WILI (1400 kHz) is an AM radio station in Willimantic, Connecticut, broadcasting at a power of 1,000 watts, full-time. WILI's programming is also heard on translator station W237EL (95.3 FM). It is affiliated with the ABC Entertainment Network, the Red Sox Radio Network, and the UConn Basketball and Football Networks. Its sister station is WILI-FM (98.3). The station is owned by Hall Communications, Inc.  The studios are located on Main Street in Willimatic, near the Willimantic Footbridge.

Ownership

In May 2005, Florida-based Hall Communications reached an agreement to acquire WILI and WILI-FM from  Nutmeg Broadcasting Co. At the time of the purchase, Hall already owned WICH and WCTY in Norwich and WNLC and WKNL in New London. In addition, Hall owns a number of stations in medium-sized markets along the eastern seaboard from Vermont to Florida.

Boom Box Parade
WILI has gained international attention for its unusual July 4 Boom Box Parade.

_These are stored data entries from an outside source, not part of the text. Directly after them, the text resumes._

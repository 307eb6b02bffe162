// src/ui/widgets/summary.rs

use crate::app::{App, AppState};
use bountyforge_rs::{Phase, ScanState};
use ratatui::{
    prelude::*,
    text::Line,
    widgets::{Block, Borders, Paragraph},
};

/// Renders the summary panel: per-phase counts, issue rollups, run state and duration.
pub fn render_summary(frame: &mut Frame, app: &App, area: Rect) {
    let summary_container = Block::default().borders(Borders::ALL).title("Summary");
    frame.render_widget(summary_container, area);

    let summary_chunks = Layout::default()
        .direction(Direction::Vertical)
        .margin(1)
        .constraints([
            Constraint::Length(5), // Findings per phase
            Constraint::Length(1),
            Constraint::Length(4), // Issues
            Constraint::Length(1),
            Constraint::Min(0), // Run state
        ])
        .split(area);

    let mut count_lines = vec![Line::from("FINDINGS".bold())];
    for phase in Phase::in_order() {
        let value = if app.options.is_enabled(phase) || app.state == AppState::Finished {
            app.live_count(phase).to_string()
        } else {
            "-".to_string()
        };
        count_lines.push(Line::from(vec![
            Span::raw(format!("{}: ", phase.summary_label())),
            Span::styled(value, Style::default().fg(Color::Cyan)),
        ]));
    }
    frame.render_widget(Paragraph::new(count_lines), summary_chunks[0]);

    if app.state != AppState::Finished {
        let status = match app.state {
            AppState::Scanning => Line::from(Span::styled("RUNNING", Style::default().fg(Color::Cyan))),
            _ => Line::from(Span::styled("IDLE", Style::default().fg(Color::DarkGray))),
        };
        frame.render_widget(Paragraph::new(vec![Line::from("STATE".bold()), status]), summary_chunks[4]);
        return;
    }

    let issues = Text::from(vec![
        Line::from("ISSUES FOUND".bold()),
        Line::from(vec![
            Span::raw("Critical: "),
            Span::styled(app.summary.critical_issues.to_string(), Style::default().fg(Color::Red)),
        ]),
        Line::from(vec![
            Span::raw("Warnings: "),
            Span::styled(app.summary.warning_issues.to_string(), Style::default().fg(Color::Yellow)),
        ]),
        Line::from(vec![
            Span::raw("Indeterminate: "),
            Span::styled(app.summary.indeterminate.to_string(), Style::default().fg(Color::Gray)),
        ]),
    ]);
    frame.render_widget(Paragraph::new(issues), summary_chunks[2]);

    let state_style = match app.summary.state {
        Some(ScanState::Stopped) => Style::default().fg(Color::Yellow),
        _ => Style::default().fg(Color::Green),
    };
    let state = app.summary.state.map(|s| s.to_string()).unwrap_or_default();
    let run_lines = vec![
        Line::from("STATE".bold()),
        Line::from(Span::styled(state, state_style)),
        Line::from(format!("Duration: {:.1}s", app.summary.duration_secs)),
    ];
    frame.render_widget(Paragraph::new(run_lines), summary_chunks[4]);
}
// src/lib.rs

pub mod config;
pub mod core;
pub mod logging;

pub use crate::config::Settings;
pub use crate::core::error::{ProbeError, ScanError, ValidationError};
pub use crate::core::models::{Finding, FindingKind, Phase, ProgressEvent, ScanOptions, ScanState, Severity};
pub use crate::core::orchestrator::{Orchestrator, ScanRun, StopHandle};
pub use crate::core::report::{FileReportSink, Report, ReportSink};
pub use crate::core::scanner::{Probe, ProbeSet};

Called "Connecticut's Unique People's Parade," it is the largest parade of its kind in the world. In 1986, no marching band could be found for Windham's Memorial Day Parade. Five weeks later, the "Boom Box Parade" concept was born, as WILI plays the marching band music on the air, while thousands march and watch, loudly playing their radios boom boxes.

Anyone can march in the Boom Box Parade. The only requirement is to wear some red, white, and blue, and bring a radio tuned to WILI. American flags are optional, but encouraged. There is no official theme for the parade. Every year WILI morning disc jockey Wayne Norman serves as the parade's Grand Marshal.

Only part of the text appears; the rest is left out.